__Task instructions__: Look through the records and copy each line with the string "InvalidData" in it.

Stored items

──────────────────────────────

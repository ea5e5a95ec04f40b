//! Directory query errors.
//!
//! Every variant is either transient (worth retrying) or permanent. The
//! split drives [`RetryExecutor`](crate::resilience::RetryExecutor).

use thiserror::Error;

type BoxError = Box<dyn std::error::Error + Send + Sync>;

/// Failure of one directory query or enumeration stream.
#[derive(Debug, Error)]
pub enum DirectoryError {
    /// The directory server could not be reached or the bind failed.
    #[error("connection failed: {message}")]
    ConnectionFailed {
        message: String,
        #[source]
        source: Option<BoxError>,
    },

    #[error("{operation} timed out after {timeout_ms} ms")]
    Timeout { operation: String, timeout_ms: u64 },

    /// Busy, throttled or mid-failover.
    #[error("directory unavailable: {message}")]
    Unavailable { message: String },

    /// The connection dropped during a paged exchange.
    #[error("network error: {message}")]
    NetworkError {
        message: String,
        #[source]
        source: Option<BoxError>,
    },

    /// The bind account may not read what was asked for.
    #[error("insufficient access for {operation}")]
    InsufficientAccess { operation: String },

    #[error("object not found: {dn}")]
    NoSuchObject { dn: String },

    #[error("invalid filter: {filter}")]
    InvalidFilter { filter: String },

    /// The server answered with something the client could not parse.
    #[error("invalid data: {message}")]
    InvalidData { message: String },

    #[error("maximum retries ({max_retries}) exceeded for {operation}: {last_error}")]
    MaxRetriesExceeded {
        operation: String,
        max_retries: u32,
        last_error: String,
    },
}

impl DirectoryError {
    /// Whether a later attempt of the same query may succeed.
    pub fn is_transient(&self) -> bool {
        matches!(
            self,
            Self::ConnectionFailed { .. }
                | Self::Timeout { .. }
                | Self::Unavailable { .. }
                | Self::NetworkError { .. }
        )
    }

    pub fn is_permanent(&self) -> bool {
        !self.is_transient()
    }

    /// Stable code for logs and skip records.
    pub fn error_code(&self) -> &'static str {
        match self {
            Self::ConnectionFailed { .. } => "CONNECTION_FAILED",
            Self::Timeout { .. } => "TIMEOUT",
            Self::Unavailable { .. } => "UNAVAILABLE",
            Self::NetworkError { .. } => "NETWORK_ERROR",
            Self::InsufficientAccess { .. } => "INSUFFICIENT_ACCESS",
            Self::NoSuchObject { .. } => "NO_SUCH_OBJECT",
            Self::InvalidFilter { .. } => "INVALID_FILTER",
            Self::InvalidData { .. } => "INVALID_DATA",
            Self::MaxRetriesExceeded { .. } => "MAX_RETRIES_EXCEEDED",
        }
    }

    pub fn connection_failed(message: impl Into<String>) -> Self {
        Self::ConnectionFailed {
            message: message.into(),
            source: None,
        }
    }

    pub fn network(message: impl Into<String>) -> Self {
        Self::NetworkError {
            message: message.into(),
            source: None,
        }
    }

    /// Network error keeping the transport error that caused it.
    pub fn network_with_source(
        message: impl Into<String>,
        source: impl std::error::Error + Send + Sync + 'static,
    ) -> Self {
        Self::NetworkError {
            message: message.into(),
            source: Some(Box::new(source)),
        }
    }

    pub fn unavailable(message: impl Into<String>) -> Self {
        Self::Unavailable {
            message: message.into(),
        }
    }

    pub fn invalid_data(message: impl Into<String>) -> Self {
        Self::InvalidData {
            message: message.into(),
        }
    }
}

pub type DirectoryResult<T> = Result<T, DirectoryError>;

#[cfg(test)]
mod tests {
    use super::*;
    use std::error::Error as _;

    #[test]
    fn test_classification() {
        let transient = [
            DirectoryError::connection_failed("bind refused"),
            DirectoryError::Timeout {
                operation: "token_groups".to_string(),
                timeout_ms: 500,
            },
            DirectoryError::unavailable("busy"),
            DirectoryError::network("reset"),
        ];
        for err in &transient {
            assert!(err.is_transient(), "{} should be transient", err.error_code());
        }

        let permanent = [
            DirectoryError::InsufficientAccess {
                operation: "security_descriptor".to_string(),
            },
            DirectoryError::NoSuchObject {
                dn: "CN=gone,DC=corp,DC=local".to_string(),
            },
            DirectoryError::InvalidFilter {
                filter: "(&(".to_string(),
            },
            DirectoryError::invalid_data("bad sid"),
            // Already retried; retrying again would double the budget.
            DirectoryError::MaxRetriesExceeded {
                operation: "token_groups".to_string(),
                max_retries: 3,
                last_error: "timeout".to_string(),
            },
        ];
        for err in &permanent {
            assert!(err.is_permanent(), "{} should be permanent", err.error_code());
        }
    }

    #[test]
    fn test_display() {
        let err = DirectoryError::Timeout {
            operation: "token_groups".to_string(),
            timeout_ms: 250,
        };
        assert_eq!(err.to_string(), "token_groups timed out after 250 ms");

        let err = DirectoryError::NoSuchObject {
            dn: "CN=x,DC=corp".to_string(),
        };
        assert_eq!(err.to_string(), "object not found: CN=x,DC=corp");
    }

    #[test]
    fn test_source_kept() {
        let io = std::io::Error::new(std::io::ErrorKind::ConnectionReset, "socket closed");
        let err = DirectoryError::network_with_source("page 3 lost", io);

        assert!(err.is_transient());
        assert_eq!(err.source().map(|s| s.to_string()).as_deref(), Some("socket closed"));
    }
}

──────────────────────────────

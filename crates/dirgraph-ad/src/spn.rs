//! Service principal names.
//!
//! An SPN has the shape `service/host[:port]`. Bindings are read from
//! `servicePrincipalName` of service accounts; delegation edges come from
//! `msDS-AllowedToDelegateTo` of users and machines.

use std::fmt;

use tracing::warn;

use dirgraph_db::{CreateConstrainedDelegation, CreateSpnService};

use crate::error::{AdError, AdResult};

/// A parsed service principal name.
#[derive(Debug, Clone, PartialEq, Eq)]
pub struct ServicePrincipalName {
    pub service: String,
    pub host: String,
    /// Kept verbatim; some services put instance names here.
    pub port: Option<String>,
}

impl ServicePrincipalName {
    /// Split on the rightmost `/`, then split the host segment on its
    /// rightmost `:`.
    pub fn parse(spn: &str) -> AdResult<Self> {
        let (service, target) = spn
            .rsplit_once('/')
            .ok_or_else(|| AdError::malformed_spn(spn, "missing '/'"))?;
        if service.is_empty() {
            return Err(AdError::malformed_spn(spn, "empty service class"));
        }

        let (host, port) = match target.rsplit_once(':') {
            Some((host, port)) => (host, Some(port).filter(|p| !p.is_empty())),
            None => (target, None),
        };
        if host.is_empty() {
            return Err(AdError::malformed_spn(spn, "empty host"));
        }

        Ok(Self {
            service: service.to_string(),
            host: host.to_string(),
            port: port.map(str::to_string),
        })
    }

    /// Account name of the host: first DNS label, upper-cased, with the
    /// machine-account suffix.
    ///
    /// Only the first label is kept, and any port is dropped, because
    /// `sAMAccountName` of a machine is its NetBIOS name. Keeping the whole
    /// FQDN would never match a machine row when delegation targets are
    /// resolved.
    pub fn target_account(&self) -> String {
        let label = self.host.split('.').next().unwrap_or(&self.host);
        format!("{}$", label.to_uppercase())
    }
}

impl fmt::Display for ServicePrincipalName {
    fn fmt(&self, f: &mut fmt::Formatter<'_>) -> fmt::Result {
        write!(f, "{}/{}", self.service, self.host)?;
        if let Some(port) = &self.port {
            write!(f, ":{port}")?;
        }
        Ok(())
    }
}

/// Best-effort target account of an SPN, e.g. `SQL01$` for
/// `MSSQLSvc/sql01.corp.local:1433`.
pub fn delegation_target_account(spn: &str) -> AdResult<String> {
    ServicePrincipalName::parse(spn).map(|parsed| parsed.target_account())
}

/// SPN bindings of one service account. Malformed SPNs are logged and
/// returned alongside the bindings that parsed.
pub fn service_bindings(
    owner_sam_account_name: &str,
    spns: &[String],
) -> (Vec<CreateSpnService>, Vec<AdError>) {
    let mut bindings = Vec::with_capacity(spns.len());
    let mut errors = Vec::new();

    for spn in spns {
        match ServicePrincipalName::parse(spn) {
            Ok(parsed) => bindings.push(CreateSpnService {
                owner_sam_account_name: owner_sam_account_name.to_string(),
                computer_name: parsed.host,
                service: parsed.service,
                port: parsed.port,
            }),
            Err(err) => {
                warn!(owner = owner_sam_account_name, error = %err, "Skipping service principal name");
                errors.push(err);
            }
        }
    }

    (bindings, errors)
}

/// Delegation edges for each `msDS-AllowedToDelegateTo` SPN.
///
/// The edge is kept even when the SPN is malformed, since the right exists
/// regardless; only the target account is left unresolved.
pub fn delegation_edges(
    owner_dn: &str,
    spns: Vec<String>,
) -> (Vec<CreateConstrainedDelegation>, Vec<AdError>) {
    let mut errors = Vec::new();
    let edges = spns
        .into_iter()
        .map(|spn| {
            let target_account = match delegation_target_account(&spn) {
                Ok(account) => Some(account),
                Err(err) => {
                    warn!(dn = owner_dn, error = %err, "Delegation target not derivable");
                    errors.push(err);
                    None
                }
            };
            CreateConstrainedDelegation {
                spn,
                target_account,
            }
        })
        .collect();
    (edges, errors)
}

──────────────────────────────

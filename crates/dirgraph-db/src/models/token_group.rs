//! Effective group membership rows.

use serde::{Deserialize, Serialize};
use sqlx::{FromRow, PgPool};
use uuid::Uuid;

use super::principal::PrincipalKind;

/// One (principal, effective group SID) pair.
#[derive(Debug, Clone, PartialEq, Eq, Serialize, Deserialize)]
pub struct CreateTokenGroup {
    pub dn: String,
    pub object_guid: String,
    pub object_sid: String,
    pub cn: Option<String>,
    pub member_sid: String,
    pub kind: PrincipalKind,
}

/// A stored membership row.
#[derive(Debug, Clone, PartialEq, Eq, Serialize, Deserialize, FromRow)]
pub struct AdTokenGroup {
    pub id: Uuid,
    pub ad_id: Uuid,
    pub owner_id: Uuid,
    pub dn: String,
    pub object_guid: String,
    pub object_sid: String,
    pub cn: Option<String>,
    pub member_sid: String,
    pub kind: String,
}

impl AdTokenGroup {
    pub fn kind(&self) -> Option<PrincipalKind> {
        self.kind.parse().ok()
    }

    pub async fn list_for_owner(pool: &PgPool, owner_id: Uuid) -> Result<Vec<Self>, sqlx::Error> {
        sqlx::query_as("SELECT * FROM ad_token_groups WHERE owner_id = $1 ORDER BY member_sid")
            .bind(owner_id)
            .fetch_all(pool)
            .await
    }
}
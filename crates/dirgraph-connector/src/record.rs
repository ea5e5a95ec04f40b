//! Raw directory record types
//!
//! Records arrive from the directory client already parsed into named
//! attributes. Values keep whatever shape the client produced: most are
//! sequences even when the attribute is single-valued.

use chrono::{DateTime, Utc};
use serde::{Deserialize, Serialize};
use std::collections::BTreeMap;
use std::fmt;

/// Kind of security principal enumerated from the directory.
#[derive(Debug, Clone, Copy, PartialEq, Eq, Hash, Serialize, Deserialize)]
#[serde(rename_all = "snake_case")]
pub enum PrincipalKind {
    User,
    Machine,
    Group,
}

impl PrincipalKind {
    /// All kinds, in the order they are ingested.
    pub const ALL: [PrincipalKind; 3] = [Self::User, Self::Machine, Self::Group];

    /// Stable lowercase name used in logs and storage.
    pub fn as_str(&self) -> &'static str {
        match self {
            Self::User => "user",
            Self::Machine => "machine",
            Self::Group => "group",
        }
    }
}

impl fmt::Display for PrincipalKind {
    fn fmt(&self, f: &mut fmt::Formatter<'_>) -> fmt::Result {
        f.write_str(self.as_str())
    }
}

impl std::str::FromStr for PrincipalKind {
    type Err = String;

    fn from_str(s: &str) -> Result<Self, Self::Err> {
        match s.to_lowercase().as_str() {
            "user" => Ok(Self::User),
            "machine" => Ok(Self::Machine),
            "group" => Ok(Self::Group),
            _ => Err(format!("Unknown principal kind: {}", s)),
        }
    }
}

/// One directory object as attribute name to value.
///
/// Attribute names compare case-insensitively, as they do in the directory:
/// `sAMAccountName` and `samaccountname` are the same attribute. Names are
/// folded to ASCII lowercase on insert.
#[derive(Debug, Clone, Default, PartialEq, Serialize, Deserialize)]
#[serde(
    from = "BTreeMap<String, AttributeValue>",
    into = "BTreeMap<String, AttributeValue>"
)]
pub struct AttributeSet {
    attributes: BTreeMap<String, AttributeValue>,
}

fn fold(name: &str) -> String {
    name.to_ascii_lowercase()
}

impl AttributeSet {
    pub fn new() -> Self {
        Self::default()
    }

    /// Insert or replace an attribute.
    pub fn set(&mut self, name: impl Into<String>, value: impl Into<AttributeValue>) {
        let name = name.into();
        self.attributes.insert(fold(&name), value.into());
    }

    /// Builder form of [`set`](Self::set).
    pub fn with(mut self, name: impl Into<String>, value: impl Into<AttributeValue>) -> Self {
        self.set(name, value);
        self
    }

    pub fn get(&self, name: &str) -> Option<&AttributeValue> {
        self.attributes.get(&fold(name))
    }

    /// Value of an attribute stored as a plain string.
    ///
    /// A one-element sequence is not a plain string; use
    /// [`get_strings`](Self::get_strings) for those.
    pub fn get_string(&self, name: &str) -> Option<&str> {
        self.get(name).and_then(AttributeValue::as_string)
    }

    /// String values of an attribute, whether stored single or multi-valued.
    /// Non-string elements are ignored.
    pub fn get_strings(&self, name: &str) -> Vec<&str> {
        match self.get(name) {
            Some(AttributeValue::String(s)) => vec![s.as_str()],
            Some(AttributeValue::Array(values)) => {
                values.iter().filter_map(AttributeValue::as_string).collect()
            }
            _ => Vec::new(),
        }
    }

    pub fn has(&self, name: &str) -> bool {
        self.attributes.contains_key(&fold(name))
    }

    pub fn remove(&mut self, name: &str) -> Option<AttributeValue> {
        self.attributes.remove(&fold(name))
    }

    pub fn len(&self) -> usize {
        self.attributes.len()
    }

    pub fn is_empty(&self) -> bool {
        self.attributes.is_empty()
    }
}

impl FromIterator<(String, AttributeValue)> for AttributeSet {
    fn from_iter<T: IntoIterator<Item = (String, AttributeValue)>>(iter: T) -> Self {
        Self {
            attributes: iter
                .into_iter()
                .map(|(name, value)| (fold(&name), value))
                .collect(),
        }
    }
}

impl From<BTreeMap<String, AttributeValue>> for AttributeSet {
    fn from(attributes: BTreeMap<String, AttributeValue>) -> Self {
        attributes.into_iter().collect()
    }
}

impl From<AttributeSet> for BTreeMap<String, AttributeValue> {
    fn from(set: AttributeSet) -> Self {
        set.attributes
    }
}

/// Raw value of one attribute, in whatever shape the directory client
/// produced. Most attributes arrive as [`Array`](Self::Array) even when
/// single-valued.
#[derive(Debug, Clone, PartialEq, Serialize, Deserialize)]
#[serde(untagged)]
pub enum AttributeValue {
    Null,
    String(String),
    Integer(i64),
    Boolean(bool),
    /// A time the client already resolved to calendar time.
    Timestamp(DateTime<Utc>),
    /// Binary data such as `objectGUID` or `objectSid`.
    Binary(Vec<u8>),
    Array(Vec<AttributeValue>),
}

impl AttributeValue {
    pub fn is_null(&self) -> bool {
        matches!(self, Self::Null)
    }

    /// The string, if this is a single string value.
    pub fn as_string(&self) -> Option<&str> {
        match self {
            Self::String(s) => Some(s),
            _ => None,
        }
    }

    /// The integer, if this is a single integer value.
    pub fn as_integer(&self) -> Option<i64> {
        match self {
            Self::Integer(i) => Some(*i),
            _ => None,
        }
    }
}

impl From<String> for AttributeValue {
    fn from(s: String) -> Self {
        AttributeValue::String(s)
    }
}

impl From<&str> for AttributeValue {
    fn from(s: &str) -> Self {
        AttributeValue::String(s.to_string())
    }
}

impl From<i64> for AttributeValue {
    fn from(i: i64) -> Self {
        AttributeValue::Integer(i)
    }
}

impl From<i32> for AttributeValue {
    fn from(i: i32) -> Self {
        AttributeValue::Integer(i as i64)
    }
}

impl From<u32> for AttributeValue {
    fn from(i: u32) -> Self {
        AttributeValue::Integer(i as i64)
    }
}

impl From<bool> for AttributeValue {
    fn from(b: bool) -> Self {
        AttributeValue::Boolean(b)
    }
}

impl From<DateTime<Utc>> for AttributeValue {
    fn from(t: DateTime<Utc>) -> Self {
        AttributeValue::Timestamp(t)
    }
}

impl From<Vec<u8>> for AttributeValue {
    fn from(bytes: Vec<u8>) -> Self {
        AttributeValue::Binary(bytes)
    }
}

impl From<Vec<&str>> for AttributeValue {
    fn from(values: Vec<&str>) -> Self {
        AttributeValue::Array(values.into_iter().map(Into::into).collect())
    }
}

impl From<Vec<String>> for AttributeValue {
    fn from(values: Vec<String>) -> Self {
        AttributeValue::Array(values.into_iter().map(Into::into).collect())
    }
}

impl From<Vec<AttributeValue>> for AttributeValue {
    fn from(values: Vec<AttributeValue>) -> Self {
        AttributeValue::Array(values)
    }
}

──────────────────────────────

__Response for this exercise__:
    InvalidData { message: String },
            Self::InvalidData { .. } => "INVALID_DATA",
        Self::InvalidData {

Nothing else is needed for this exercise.